* What is expected: Give back an exact copy of the lines from the start of the material through the line bearing "beyond identity, and". Include both ends and nothing else.
^^^^
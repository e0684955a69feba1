//! Core domain types for NxN tic-tac-toe.

use crate::{BoardError, Position};
use serde::{Deserialize, Serialize};

/// Smallest supported board side length.
pub const MIN_GRID_SIZE: usize = 3;

/// Largest supported board side length.
pub const MAX_GRID_SIZE: usize = 10;

/// One of the two marks a player occupies cells with.
///
/// The marks are symmetric: neither has any meaning beyond identity, and
/// either side may be played by the human.
#[derive(
    Debug,
    Clone,
    Copy,
    PartialEq,
    Eq,
    Hash,
    Serialize,
    Deserialize,
    strum::Display,
    strum::EnumString,
)]
pub enum Mark {
    /// Mark X.
    X,
    /// Mark O.
    O,
}

impl Mark {
    /// Returns the other mark.
    pub fn opponent(self) -> Self {
        match self {
            Mark::X => Mark::O,
            Mark::O => Mark::X,
        }
    }
}

/// A single cell on the board.
///
/// Serialized as `null` when empty and as the mark otherwise.
#[derive(Debug, Clone, Copy, PartialEq, Eq, Hash, Serialize, Deserialize)]
#[serde(from = "Option<Mark>", into = "Option<Mark>")]
pub enum Square {
    /// Empty square.
    Empty,
    /// Square occupied by a mark.
    Occupied(Mark),
}

impl Square {
    /// Returns the occupying mark, if any.
    pub fn mark(self) -> Option<Mark> {
        match self {
            Square::Empty => None,
            Square::Occupied(mark) => Some(mark),
        }
    }
}

impl From<Option<Mark>> for Square {
    fn from(mark: Option<Mark>) -> Self {
        mark.map_or(Square::Empty, Square::Occupied)
    }
}

impl From<Square> for Option<Mark> {
    fn from(square: Square) -> Self {
        square.mark()
    }
}

/// Who finished on top, as recorded for completed games.
#[derive(Debug, Clone, Copy, PartialEq, Eq, Hash, Serialize, Deserialize, derive_more::Display)]
pub enum Winner {
    /// X completed a line.
    #[display("X")]
    X,
    /// O completed a line.
    #[display("O")]
    O,
    /// Board filled with no line.
    #[serde(rename = "draw")]
    #[display("draw")]
    Draw,
}

impl From<Mark> for Winner {
    fn from(mark: Mark) -> Self {
        match mark {
            Mark::X => Winner::X,
            Mark::O => Winner::O,
        }
    }
}

/// Square NxN board with `MIN_GRID_SIZE <= N <= MAX_GRID_SIZE`.
///
/// Serialized as an array of rows, each an array of squares.
#[derive(Debug, Clone, PartialEq, Eq, Serialize, Deserialize)]
#[serde(into = "Vec<Vec<Square>>", try_from = "Vec<Vec<Square>>")]
pub struct Board {
    size: usize,
    /// Squares in row-major order.
    squares: Vec<Square>,
}

impl Board {
    /// Creates an empty `size`x`size` board.
    ///
    /// # Errors
    ///
    /// Returns [`BoardError::GridSize`] if `size` is outside the supported range.
    pub fn new(size: usize) -> Result<Self, BoardError> {
        if !(MIN_GRID_SIZE..=MAX_GRID_SIZE).contains(&size) {
            return Err(BoardError::GridSize(size));
        }
        Ok(Self {
            size,
            squares: vec![Square::Empty; size * size],
        })
    }

    /// Builds a board from rows of squares.
    ///
    /// # Errors
    ///
    /// Returns [`BoardError`] if the grid size is unsupported or any row has
    /// the wrong length.
    pub fn from_rows(rows: Vec<Vec<Square>>) -> Result<Self, BoardError> {
        let size = rows.len();
        let mut board = Self::new(size)?;
        for (row_idx, row) in rows.into_iter().enumerate() {
            if row.len() != size {
                return Err(BoardError::Shape {
                    size,
                    detail: format!("row {} has {} cells", row_idx, row.len()),
                });
            }
            let start = row_idx * size;
            board.squares[start..start + size].copy_from_slice(&row);
        }
        Ok(board)
    }

    /// Side length of the board.
    pub fn size(&self) -> usize {
        self.size
    }

    /// Gets the square at the given position, or `None` if out of bounds.
    pub fn get(&self, pos: Position) -> Option<Square> {
        if pos.in_bounds(self.size) {
            self.squares.get(pos.index(self.size)).copied()
        } else {
            None
        }
    }

    /// Sets the square at the given position.
    ///
    /// # Errors
    ///
    /// Returns [`BoardError::OutOfBounds`] if the position is off the board.
    pub fn set(&mut self, pos: Position, square: Square) -> Result<(), BoardError> {
        if !pos.in_bounds(self.size) {
            return Err(BoardError::OutOfBounds {
                position: pos,
                size: self.size,
            });
        }
        let idx = pos.index(self.size);
        self.squares[idx] = square;
        Ok(())
    }

    /// Checks if a square is in bounds and empty.
    pub fn is_empty(&self, pos: Position) -> bool {
        matches!(self.get(pos), Some(Square::Empty))
    }

    /// Iterates over rows, top to bottom.
    pub fn rows(&self) -> impl Iterator<Item = &[Square]> {
        self.squares.chunks(self.size)
    }

    /// All empty positions in row-major order.
    pub fn empty_positions(&self) -> Vec<Position> {
        self.squares
            .iter()
            .enumerate()
            .filter(|(_, sq)| **sq == Square::Empty)
            .map(|(idx, _)| Position::new(idx / self.size, idx % self.size))
            .collect()
    }

    /// Number of non-empty squares.
    pub fn occupied_count(&self) -> usize {
        self.squares.iter().filter(|sq| **sq != Square::Empty).count()
    }

    /// Returns all squares in row-major order.
    pub fn squares(&self) -> &[Square] {
        &self.squares
    }

    /// Formats the board as a human-readable grid (`X`, `O`, `.`).
    pub fn display(&self) -> String {
        self.rows()
            .map(|row| {
                row.iter()
                    .map(|sq| match sq {
                        Square::Empty => ".".to_string(),
                        Square::Occupied(mark) => mark.to_string(),
                    })
                    .collect::<Vec<_>>()
                    .join(" ")
            })
            .collect::<Vec<_>>()
            .join("\n")
    }
}

impl From<Board> for Vec<Vec<Square>> {
    fn from(board: Board) -> Self {
        board.rows().map(<[Square]>::to_vec).collect()
    }
}

impl TryFrom<Vec<Vec<Square>>> for Board {
    type Error = BoardError;

    fn try_from(rows: Vec<Vec<Square>>) -> Result<Self, Self::Error> {
        Board::from_rows(rows)
    }
}
//! Database models and their mapping to domain types.

use arena_board::{Board, WinLine, Winner};
use chrono::NaiveDateTime;
use derive_getters::Getters;
use derive_new::new;
use diesel::prelude::*;
use tracing::instrument;

use crate::db::{DbError, DbErrorKind, schema};
use crate::store::{CompletedGame, NewCompletedGame};

/// Completed game database model.
#[derive(Debug, Clone, Queryable, Identifiable, Selectable, Getters)]
#[diesel(table_name = schema::completed_games)]
pub struct CompletedGameRecord {
    id: i32,
    winner: String,
    grid_size: i32,
    final_board: String,
    winning_line: Option<String>,
    created_at: NaiveDateTime,
}

impl CompletedGameRecord {
    /// Decodes the stored row into a [`CompletedGame`].
    ///
    /// # Errors
    ///
    /// Returns [`DbError`] if the winner or the JSON columns are malformed.
    #[instrument(skip(self), fields(id = self.id))]
    pub fn into_domain(self) -> Result<CompletedGame, DbError> {
        let winner = winner_from_db(&self.winner)?;
        let final_board: Board = serde_json::from_str(&self.final_board)?;
        let winning_line: Option<WinLine> = self
            .winning_line
            .as_deref()
            .map(serde_json::from_str)
            .transpose()?;
        let grid_size = usize::try_from(self.grid_size).map_err(|_| {
            DbError::new(DbErrorKind::Row, format!("invalid grid size {}", self.grid_size))
        })?;

        Ok(CompletedGame::new(
            i64::from(self.id),
            winner,
            grid_size,
            final_board,
            winning_line,
            self.created_at,
        ))
    }
}

/// Insertable completed game.
#[derive(Debug, Clone, Insertable, new, Getters)]
#[diesel(table_name = schema::completed_games)]
pub struct NewCompletedGameRecord {
    winner: String,
    grid_size: i32,
    final_board: String,
    winning_line: Option<String>,
}

impl NewCompletedGameRecord {
    /// Encodes a domain game for insertion.
    ///
    /// # Errors
    ///
    /// Returns [`DbError`] if the board cannot be encoded.
    #[instrument(skip(game), fields(winner = %game.winner()))]
    pub fn from_domain(game: &NewCompletedGame) -> Result<Self, DbError> {
        let grid_size = i32::try_from(*game.grid_size()).map_err(|_| {
            DbError::new(DbErrorKind::Row, format!("invalid grid size {}", game.grid_size()))
        })?;
        let winning_line = game
            .winning_line()
            .as_ref()
            .map(serde_json::to_string)
            .transpose()?;
        Ok(Self::new(
            game.winner().to_string(),
            grid_size,
            serde_json::to_string(game.final_board())?,
            winning_line,
        ))
    }
}

/// Parses a winner from the string stored in the database.
fn winner_from_db(s: &str) -> Result<Winner, DbError> {
    match s {
        "X" => Ok(Winner::X),
        "O" => Ok(Winner::O),
        "draw" => Ok(Winner::Draw),
        _ => Err(DbError::new(DbErrorKind::Row, format!("unknown winner '{}'", s))),
    }
}
//! Win detection for square boards of any supported size.

use crate::{Board, Mark, Position, Square, WinLine};
use tracing::instrument;

/// Finds the first completed line on the board.
///
/// Checks rows top to bottom, columns left to right, the main diagonal,
/// then the anti-diagonal. Returns the owning mark and the line in
/// canonical order, or `None` if no line is complete.
#[instrument(skip(board), fields(size = board.size()))]
pub fn find_winning_line(board: &Board) -> Option<(Mark, WinLine)> {
    let n = board.size();

    let rows = (0..n).map(|r| (0..n).map(|c| Position::new(r, c)).collect::<Vec<_>>());
    let cols = (0..n).map(|c| (0..n).map(|r| Position::new(r, c)).collect::<Vec<_>>());
    let main_diagonal = std::iter::once((0..n).map(|i| Position::new(i, i)).collect::<Vec<_>>());
    let anti_diagonal =
        std::iter::once((0..n).map(|i| Position::new(i, n - 1 - i)).collect::<Vec<_>>());

    rows.chain(cols)
        .chain(main_diagonal)
        .chain(anti_diagonal)
        .find_map(|line| line_owner(board, &line).map(|mark| (mark, WinLine::new(line))))
}

/// Returns the mark occupying every position of the line, if any.
fn line_owner(board: &Board, line: &[Position]) -> Option<Mark> {
    let first = board.get(*line.first()?)?.mark()?;
    line.iter()
        .all(|pos| board.get(*pos) == Some(Square::Occupied(first)))
        .then_some(first)
}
^^^^
* Problem solution:
repository e0684955a69feba1
//! Core domain types for NxN tic-tac-toe.

use crate::{BoardError, Position};
use serde::{Deserialize, Serialize};

/// Smallest supported board side length.
pub const MIN_GRID_SIZE: usize = 3;

/// Largest supported board side length.
pub const MAX_GRID_SIZE: usize = 10;

/// One of the two marks a player occupies cells with.
///
/// The marks are symmetric: neither has any meaning beyond identity, and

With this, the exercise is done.